▸ Exercise directions
What lines in the records include the string "classrooms"? Return each one.

▸ Records contained in a dataset

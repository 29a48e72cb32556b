use std::thread;

use roster_commit::{CancelFlag, CommitOptions, FailureKind, commit, commit_with_cancel};
use roster_map::MappingEngine;
use roster_model::{ColumnMapping, SourceTable, TargetField, TenantId};
use roster_store::{EntityCounts, RosterStore};

fn table(headers: &[&str], rows: &[&[&str]]) -> SourceTable {
    SourceTable::new(
        headers.iter().map(|h| h.to_string()).collect(),
        rows.iter()
            .map(|r| r.iter().map(|v| v.to_string()).collect())
            .collect(),
    )
    .unwrap()
}

fn mapping(pairs: &[(TargetField, &str)]) -> ColumnMapping {
    let mut mapping = ColumnMapping::new();
    for (field, header) in pairs {
        mapping.assign(*field, *header).unwrap();
    }
    mapping
}

const ROSTER_HEADERS: &[&str] = &[
    "Student ID",
    "First",
    "Last",
    "Grade",
    "Parent Email",
    "Parent Phone",
    "Relationship",
    "School",
    "Homeroom",
];

fn roster() -> (SourceTable, ColumnMapping) {
    let table = table(
        ROSTER_HEADERS,
        &[
            &["S1", "Ada", "Lovelace", "7", "anne@example.com", "555-0101", "Mother", "Springfield", "7B"],
            &["S2", "Alan", "Turing", "8", "ethel@example.com", "", "", "Springfield", "8A"],
            &["S3", "Grace", "Hopper", "7", "", "555-0103", "Father", "Shelbyville", "7B"],
        ],
    );
    let mapping = mapping(&[
        (TargetField::StudentExternalId, "Student ID"),
        (TargetField::First, "First"),
        (TargetField::Last, "Last"),
        (TargetField::Grade, "Grade"),
        (TargetField::Guardian1Email, "Parent Email"),
        (TargetField::Guardian1Phone, "Parent Phone"),
        (TargetField::Guardian1Relationship, "Relationship"),
        (TargetField::School, "School"),
        (TargetField::Classroom, "Homeroom"),
    ]);
    (table, mapping)
}

const CREATE_CLASSES: CommitOptions = CommitOptions {
    create_classes: true,
};

#[test]
fn second_commit_with_external_ids_only_updates() {
    let tenant = TenantId::new("district-1");
    let mut store = RosterStore::open_in_memory().unwrap();
    let (table, mapping) = roster();

    let first = commit(&mut store, &tenant, &mapping, table.rows(), CREATE_CLASSES);
    assert!(!first.has_failures(), "{:?}", first.failures);
    assert_eq!(first.created_students, 3);
    assert_eq!(first.created_guardians, 3);
    assert_eq!(first.created_links, 3);
    assert_eq!(first.created_schools, 2);
    assert_eq!(first.created_classes, 2);
    assert_eq!(first.created_enrollments, 3);
    let counts = store.counts(&tenant).unwrap();

    let second = commit(&mut store, &tenant, &mapping, table.rows(), CREATE_CLASSES);
    assert!(!second.has_failures());
    assert_eq!(second.created_students, 0);
    assert_eq!(second.updated_students, 3);
    assert_eq!(second.created_guardians, 0);
    assert_eq!(second.updated_guardians, 3);
    assert_eq!(second.created_links, 0);
    assert_eq!(second.created_schools, 0);
    assert_eq!(second.created_classes, 0);
    assert_eq!(second.created_enrollments, 0);
    assert_eq!(store.counts(&tenant).unwrap(), counts);
}

#[test]
fn proposed_mapping_commits_the_example_row() {
    let tenant = TenantId::new("district-1");
    let table = table(
        &["Student First", "Student Last", "Grade Level", "Parent Email"],
        &[&["Ada", "Lovelace", "7", "ada.parent@example.com"]],
    );
    let proposal = MappingEngine::default().propose(&table);
    let mut store = RosterStore::open_in_memory().unwrap();

    let report = commit(
        &mut store,
        &tenant,
        &proposal.mapping,
        table.rows(),
        CommitOptions::default(),
    );

    assert_eq!(report.created_students, 1);
    assert_eq!(report.created_guardians, 1);
    assert_eq!(report.created_links, 1);
    assert!(report.failures.is_empty());

    let students = store.students(&tenant).unwrap();
    assert_eq!(students.len(), 1);
    assert_eq!(students[0].grade.as_deref(), Some("7"));
    let guardians = store.guardians_of(&tenant, &students[0].id).unwrap();
    assert_eq!(guardians.len(), 1);
    assert_eq!(guardians[0].0.name, "Ada Parent");
    assert_eq!(guardians[0].0.email.as_deref(), Some("ada.parent@example.com"));
}

#[test]
fn rows_without_external_id_duplicate_on_reimport() {
    let tenant = TenantId::new("district-1");
    let table = table(&["First", "Last"], &[&["Ada", "Lovelace"]]);
    let mapping = mapping(&[(TargetField::First, "First"), (TargetField::Last, "Last")]);
    let mut store = RosterStore::open_in_memory().unwrap();

    for _ in 0..2 {
        let report = commit(&mut store, &tenant, &mapping, table.rows(), CommitOptions::default());
        assert_eq!(report.created_students, 1);
    }
    assert_eq!(store.counts(&tenant).unwrap().students, 2);
}

#[test]
fn nameless_row_is_skipped_and_reported() {
    let tenant = TenantId::new("district-1");
    let table = table(
        &["First", "Last", "Grade"],
        &[
            &["Ada", "Lovelace", "7"],
            &["Alan", "Turing", "8"],
            &["  ", "", "9"],
            &["Grace", "Hopper", "7"],
        ],
    );
    let mapping = mapping(&[
        (TargetField::First, "First"),
        (TargetField::Last, "Last"),
        (TargetField::Grade, "Grade"),
    ]);
    let mut store = RosterStore::open_in_memory().unwrap();

    let report = commit(&mut store, &tenant, &mapping, table.rows(), CommitOptions::default());

    assert_eq!(report.rows_total, 4);
    assert_eq!(report.rows_committed, 3);
    assert_eq!(report.created_students, 3);
    assert_eq!(report.failures.len(), 1);
    let failure = &report.failures[0];
    assert_eq!(failure.row_index, 2);
    assert_eq!(failure.kind, FailureKind::Validation);
    assert_eq!(failure.message, "missing first and last name");
}

#[test]
fn late_failure_rolls_back_the_whole_row() {
    let tenant = TenantId::new("district-1");
    let (table, mapping) = roster();
    let mut store = RosterStore::open_in_memory().unwrap();
    store
        .connection()
        .execute_batch(
            "CREATE TRIGGER reject_enrollment BEFORE INSERT ON enrollments
             WHEN (SELECT external_id FROM students WHERE id = NEW.student_id) = 'S2'
             BEGIN SELECT RAISE(ABORT, 'enrollment rejected'); END;",
        )
        .unwrap();

    let report = commit(&mut store, &tenant, &mapping, table.rows(), CREATE_CLASSES);

    assert_eq!(report.rows_committed, 2);
    assert_eq!(report.failures.len(), 1);
    assert_eq!(report.failures[0].row_index, 1);
    assert_eq!(report.failures[0].kind, FailureKind::Commit);
    assert!(report.failures[0].message.starts_with("enrollment"));

    assert!(store.find_student(&tenant, "S2").unwrap().is_none());
    assert!(store.find_guardian(&tenant, "ethel@example.com").unwrap().is_none());
    assert!(store.find_classroom(&tenant, "8A").unwrap().is_none());
    assert_eq!(
        store.counts(&tenant).unwrap(),
        EntityCounts {
            schools: 2,
            students: 2,
            guardians: 2,
            links: 2,
            classrooms: 1,
            enrollments: 2,
        }
    );
    assert_eq!(report.created_students, 2);
    assert_eq!(report.created_classes, 1);
}

#[test]
fn concurrent_imports_into_one_tenant_converge() {
    let dir = tempfile::tempdir().unwrap();
    let path = dir.path().join("roster.sqlite3");
    let tenant = TenantId::new("district-1");
    drop(RosterStore::open(&path).unwrap());

    let (table, mapping) = roster();
    let reports = thread::scope(|scope| {
        let import = || {
            let mut store = RosterStore::open(&path).unwrap();
            commit(&mut store, &tenant, &mapping, table.rows(), CREATE_CLASSES)
        };
        let first = scope.spawn(import);
        let second = scope.spawn(import);
        [first.join().unwrap(), second.join().unwrap()]
    });

    for report in &reports {
        assert!(!report.has_failures(), "{:?}", report.failures);
    }
    let created: usize = reports.iter().map(|r| r.created_students).sum();
    let classes: usize = reports.iter().map(|r| r.created_classes).sum();
    assert_eq!(created, 3);
    assert_eq!(classes, 2);

    let store = RosterStore::open(&path).unwrap();
    let counts = store.counts(&tenant).unwrap();
    assert_eq!(counts.students, 3);
    assert_eq!(counts.guardians, 3);
    assert_eq!(counts.schools, 2);
    assert_eq!(counts.classrooms, 2);
    assert_eq!(counts.enrollments, 3);
}

#[test]
fn cancelled_import_stops_before_the_next_row() {
    let tenant = TenantId::new("district-1");
    let (table, mapping) = roster();
    let mut store = RosterStore::open_in_memory().unwrap();
    let cancel = CancelFlag::new();
    cancel.cancel();

    let report = commit_with_cancel(
        &mut store,
        &tenant,
        &mapping,
        table.rows(),
        CREATE_CLASSES,
        &cancel,
    );

    assert!(report.cancelled);
    assert_eq!(report.rows_committed, 0);
    assert_eq!(report.rows_total, 3);
    assert_eq!(store.counts(&tenant).unwrap(), EntityCounts::default());
}

#[test]
fn existing_classroom_is_used_without_create_classes() {
    let tenant = TenantId::new("district-1");
    let (table, mapping) = roster();
    let mut store = RosterStore::open_in_memory().unwrap();

    let report = commit(&mut store, &tenant, &mapping, table.rows(), CommitOptions::default());
    assert_eq!(report.created_classes, 0);
    assert_eq!(report.created_enrollments, 0);
    assert_eq!(store.counts(&tenant).unwrap().classrooms, 0);

    let tx = store.begin().unwrap();
    tx.upsert_classroom(&tenant, "7B", Some("7"), None).unwrap();
    tx.commit().unwrap();

    let report = commit(&mut store, &tenant, &mapping, table.rows(), CommitOptions::default());
    assert_eq!(report.created_classes, 0);
    assert_eq!(report.created_enrollments, 2);
    assert_eq!(store.counts(&tenant).unwrap().classrooms, 1);
}

#[test]
fn relationship_label_survives_reimport() {
    let tenant = TenantId::new("district-1");
    let (original, mapping) = roster();
    let mut store = RosterStore::open_in_memory().unwrap();
    commit(&mut store, &tenant, &mapping, original.rows(), CommitOptions::default());

    let relabelled = table(
        ROSTER_HEADERS,
        &[&["S1", "Ada", "Lovelace", "7", "anne@example.com", "", "Aunt", "Springfield", "7B"]],
    );
    commit(&mut store, &tenant, &mapping, relabelled.rows(), CommitOptions::default());

    let student = store.find_student(&tenant, "S1").unwrap().unwrap();
    let guardians = store.guardians_of(&tenant, &student.id).unwrap();
    assert_eq!(guardians.len(), 1);
    assert_eq!(guardians[0].1.as_deref(), Some("Mother"));
    assert_eq!(guardians[0].0.phone.as_deref(), Some("555-0101"));
}

#[test]
fn reimport_with_fewer_columns_keeps_unmapped_fields() {
    let tenant = TenantId::new("district-1");
    let mut store = RosterStore::open_in_memory().unwrap();

    let full = table(
        &["ID", "First", "Last", "Grade", "Gender", "Pronouns", "IEP", "ELL", "School"],
        &[&["S1", "Ada", "Lovelace", "7", "F", "they/them", "yes", "Y", "Springfield"]],
    );
    let full_mapping = mapping(&[
        (TargetField::StudentExternalId, "ID"),
        (TargetField::First, "First"),
        (TargetField::Last, "Last"),
        (TargetField::Grade, "Grade"),
        (TargetField::Gender, "Gender"),
        (TargetField::Pronouns, "Pronouns"),
        (TargetField::Iep, "IEP"),
        (TargetField::Ell, "ELL"),
        (TargetField::School, "School"),
    ]);
    let report = commit(&mut store, &tenant, &full_mapping, full.rows(), CommitOptions::default());
    assert!(!report.has_failures(), "{:?}", report.failures);
    let before = store.find_student(&tenant, "S1").unwrap().unwrap();

    let contacts = table(
        &["ID", "First", "Last", "Gender", "Parent Email"],
        &[&["S1", "Ada", "Lovelace", "F", "anne@example.com"]],
    );
    let contacts_mapping = mapping(&[
        (TargetField::StudentExternalId, "ID"),
        (TargetField::First, "First"),
        (TargetField::Last, "Last"),
        (TargetField::Gender, "Gender"),
        (TargetField::Guardian1Email, "Parent Email"),
    ]);
    let report = commit(
        &mut store,
        &tenant,
        &contacts_mapping,
        contacts.rows(),
        CommitOptions::default(),
    );
    assert_eq!(report.updated_students, 1);
    assert_eq!(report.created_guardians, 1);

    let after = store.find_student(&tenant, "S1").unwrap().unwrap();
    assert_eq!(after.pronouns.as_deref(), Some("they/them"));
    assert!(!after.pronouns_derived);
    assert!(after.iep);
    assert!(after.ell);
    assert!(!after.medical);
    assert_eq!(after.grade.as_deref(), Some("7"));
    assert_eq!(after.school_id, before.school_id);
}

#[test]
fn gender_change_refreshes_derived_pronouns() {
    let tenant = TenantId::new("district-1");
    let mut store = RosterStore::open_in_memory().unwrap();
    let gender_mapping = mapping(&[
        (TargetField::StudentExternalId, "ID"),
        (TargetField::First, "First"),
        (TargetField::Last, "Last"),
        (TargetField::Gender, "Gender"),
    ]);
    let headers = &["ID", "First", "Last", "Gender"];

    let first = table(headers, &[&["S1", "Alex", "Kim", "M"]]);
    commit(&mut store, &tenant, &gender_mapping, first.rows(), CommitOptions::default());
    let stored = store.find_student(&tenant, "S1").unwrap().unwrap();
    assert_eq!(stored.pronouns.as_deref(), Some("he/him/his"));
    assert!(stored.pronouns_derived);

    let second = table(headers, &[&["S1", "Alex", "Kim", "nonbinary"]]);
    commit(&mut store, &tenant, &gender_mapping, second.rows(), CommitOptions::default());
    let stored = store.find_student(&tenant, "S1").unwrap().unwrap();
    assert_eq!(stored.pronouns.as_deref(), Some("they/them/their"));
}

▸ Response box
            classrooms: 1,
    assert_eq!(counts.classrooms, 2);
    assert_eq!(store.counts(&tenant).unwrap().classrooms, 0);
    assert_eq!(store.counts(&tenant).unwrap().classrooms, 1);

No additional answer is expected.